O que são VPNs, as redes usadas na Rússia para acessar sites banidos
Demanda por redes privadas disparou após governo do país bloquear redes sociais, semanas depois de invadir a Ucrânia
Como esperado por muitos analistas, a invasão da Ucrânia pela Rússia logo se tornou também uma guerra nas fronteiras digitais. Enquanto as bombas caem em cidades e os tanques tentam controlar estradas estratégicas, o presidente Vladimir Putin empreende grandes campanhas para dominar o ambiente virtual na Rússia.
Uma das medidas do governo russo foi banir localmente o Facebook, Instagram e Twitter, acusados de serem “sites extremistas”. Sites de notícias como a BBC e Deutsche Welle foram bloqueados ainda antes, no início de março, enquanto Putin aprovava uma lei que considerava crime se opor publicamente ao conflito ou sequer chamá-lo de guerra — em vez do termo oficial “operação militar especial”.
Como resposta, a demanda por ferramentas capazes de contornar esses bloqueios cresceu enormemente entre a população do país. Um desses recursos são as VPNs (Redes Virtuais Privadas), que estabelecem conexões seguras com criptografia, capazes de burlar a censura virtual, inclusive para conseguir usar sites e redes sociais proibidos.

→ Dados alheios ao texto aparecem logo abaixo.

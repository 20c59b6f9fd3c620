//! Header-line parser: line-oriented, case-insensitive name matching that
//! records only the `Host:` value (everything else passes through
//! unmodified since the engine never needs to inspect it — spec §4.2).

use super::Feed;

const MAX_LINE: usize = 8192;

#[derive(Clone, Copy, PartialEq, Eq)]
enum Phase {
    /// Start of a line: could be a header name, leading whitespace (an
    /// obs-fold continuation of the previous line), or the empty line that
    /// terminates the header block.
    LineStart,
    Name,
    /// Skipping optional whitespace right after the colon.
    Ows,
    Value,
    Cr,
    /// Saw CRLF once; a second CRLF in a row ends the header block.
    AfterCrlf,
}

pub struct HeaderParser {
    phase: Phase,
    name: String,
    value: String,
    host: Option<String>,
    saw_any_header: bool,
    line_len: usize,
}

impl HeaderParser {
    pub fn new() -> Self {
        HeaderParser {
            phase: Phase::LineStart,
            name: String::new(),
            value: String::new(),
            host: None,
            saw_any_header: false,
            line_len: 0,
        }
    }

    fn commit_header(&mut self) {
        if self.name.eq_ignore_ascii_case("host") {
            self.host = Some(self.value.trim().to_string());
        }
        self.name.clear();
        self.value.clear();
        self.saw_any_header = true;
    }

    pub fn feed(&mut self, byte: u8) -> Feed {
        self.line_len += 1;
        if self.line_len > MAX_LINE {
            return Feed::Error;
        }
        match self.phase {
            Phase::LineStart => {
                if byte == b'\r' {
                    self.phase = Phase::AfterCrlf;
                    return Feed::Continue;
                }
                if byte == b' ' || byte == b'\t' {
                    // RFC 7230 §3.2.4: obs-fold continuation is recognized
                    // but rejected when there is no preceding header value
                    // to continue.
                    if !self.saw_any_header {
                        return Feed::Error;
                    }
                    self.phase = Phase::Ows;
                    return Feed::Continue;
                }
                if byte == b':' {
                    return Feed::Error;
                }
                self.name.push(byte as char);
                self.phase = Phase::Name;
                Feed::Continue
            }
            Phase::Name => {
                if byte == b':' {
                    self.phase = Phase::Ows;
                    Feed::Continue
                } else if byte == b'\r' || byte == b'\n' {
                    Feed::Error
                } else {
                    self.name.push(byte as char);
                    Feed::Continue
                }
            }
            Phase::Ows => {
                if byte == b' ' || byte == b'\t' {
                    Feed::Continue
                } else if byte == b'\r' {
                    self.phase = Phase::Cr;
                    Feed::Continue
                } else {
                    self.value.push(byte as char);
                    self.phase = Phase::Value;
                    Feed::Continue
                }
            }
            Phase::Value => {
                if byte == b'\r' {
                    self.phase = Phase::Cr;
                    Feed::Continue
                } else {
                    self.value.push(byte as char);
                    Feed::Continue
                }
            }
            Phase::Cr => {
                if byte != b'\n' {
                    return Feed::Error;
                }
                self.commit_header();
                self.line_len = 0;
                self.phase = Phase::LineStart;
                Feed::Continue
            }
            Phase::AfterCrlf => {
                if byte != b'\n' {
                    return Feed::Error;
                }
                Feed::Done
            }
        }
    }

    pub fn host(&self) -> Option<&str> {
        self.host.as_deref()
    }
}

#[cfg(test)]
mod tests {
    use super::*;

    fn feed_all(s: &[u8]) -> (Feed, HeaderParser) {
        let mut p = HeaderParser::new();
        let mut last = Feed::Continue;
        for &b in s {
            last = p.feed(b);
            if last != Feed::Continue {
                break;
            }
        }
        (last, p)
    }

    #[test]
    fn empty_headers_terminate_immediately() {
        let (res, p) = feed_all(b"\r\n");
        assert_eq!(res, Feed::Done);
        assert_eq!(p.host(), None);
    }

    #[test]
    fn records_host_case_insensitively() {
        let (res, p) = feed_all(b"hOsT: example.com\r\n\r\n");
        assert_eq!(res, Feed::Done);
        assert_eq!(p.host(), Some("example.com"));
    }

    #[test]
    fn ignores_other_headers() {
        let (res, p) = feed_all(b"X-Foo: bar\r\nHost: x\r\nX-Baz: qux\r\n\r\n");
        assert_eq!(res, Feed::Done);
        assert_eq!(p.host(), Some("x"));
    }

    #[test]
    fn fold_continuation_without_prior_header_is_error() {
        let (res, _) = feed_all(b" continued\r\n\r\n");
        assert_eq!(res, Feed::Error);
    }

    #[test]
    fn missing_colon_is_error() {
        let (res, _) = feed_all(b"NoColonHere\r\n\r\n");
        assert_eq!(res, Feed::Error);
    }
}
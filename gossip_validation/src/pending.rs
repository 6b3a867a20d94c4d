use std::collections::BTreeMap;

use log::debug;
use parking_lot::Mutex;
use types::phase0::{
    containers::{Attestation, SignedAggregateAndProof},
    primitives::{Slot, SubnetId},
};

pub const DEFAULT_PENDING_CAPACITY: usize = 1024;

/// A gossip message that arrived before its slot.
#[derive(Clone, PartialEq, Eq, Debug)]
pub enum PendingMessage {
    Attestation {
        attestation: Box<Attestation>,
        subnet_id: SubnetId,
    },
    AggregateAndProof(Box<SignedAggregateAndProof>),
}

impl PendingMessage {
    #[must_use]
    pub fn slot(&self) -> Slot {
        match self {
            Self::Attestation { attestation, .. } => attestation.data.slot,
            Self::AggregateAndProof(aggregate_and_proof) => {
                aggregate_and_proof.message.aggregate.data.slot
            }
        }
    }
}

/// Messages waiting for their slot, grouped by slot.
#[derive(Debug)]
pub struct PendingMessages {
    messages: Mutex<BTreeMap<Slot, Vec<PendingMessage>>>,
    capacity: usize,
}

impl Default for PendingMessages {
    fn default() -> Self {
        Self::new(DEFAULT_PENDING_CAPACITY)
    }
}

impl PendingMessages {
    #[must_use]
    pub fn new(capacity: usize) -> Self {
        Self {
            messages: Mutex::default(),
            capacity,
        }
    }

    /// Returns `false` if the queue is full and `message` was dropped.
    pub fn push(&self, message: PendingMessage) -> bool {
        let mut messages = self.messages.lock();

        if messages.values().map(Vec::len).sum::<usize>() >= self.capacity {
            debug!(
                "dropping pending message for slot {} because the queue is full",
                message.slot(),
            );
            return false;
        }

        messages.entry(message.slot()).or_default().push(message);

        true
    }

    /// Removes and returns messages for `current_slot` and earlier, oldest first.
    pub fn take_ready(&self, current_slot: Slot) -> Vec<PendingMessage> {
        let mut messages = self.messages.lock();

        let later = match current_slot.checked_add(1) {
            Some(next_slot) => messages.split_off(&next_slot),
            None => BTreeMap::new(),
        };

        core::mem::replace(&mut *messages, later)
            .into_values()
            .flatten()
            .collect()
    }

    #[must_use]
    pub fn len(&self) -> usize {
        self.messages.lock().values().map(Vec::len).sum()
    }

    #[must_use]
    pub fn is_empty(&self) -> bool {
        self.messages.lock().is_empty()
    }
}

Segundo dados do AtlasVPN, empresa que oferece conexões VPN, as instalações do app serviço na Rússia cresceram 11.253% desde 11 de março, quando o governo do país anunciou que bloquearia o Instagram. O número foi considerado um recorde histórico e um sinal de que seria cada vez mais difícil fiscalizar a internet.
Mas como uma VPN funciona e como ela ajuda pessoas que convivem com bloqueios na internet?
“Uma VPN é um canal de comunicação seguro que usa a infraestrutura da internet como meio de comunicação. A comunicação é protegida e confidencial porque todas as informações trafegam em formato criptografado”, define o professor Angelo Zanini, coordenador do curso de engenharia de computação do Instituto Mauá de Tecnologia.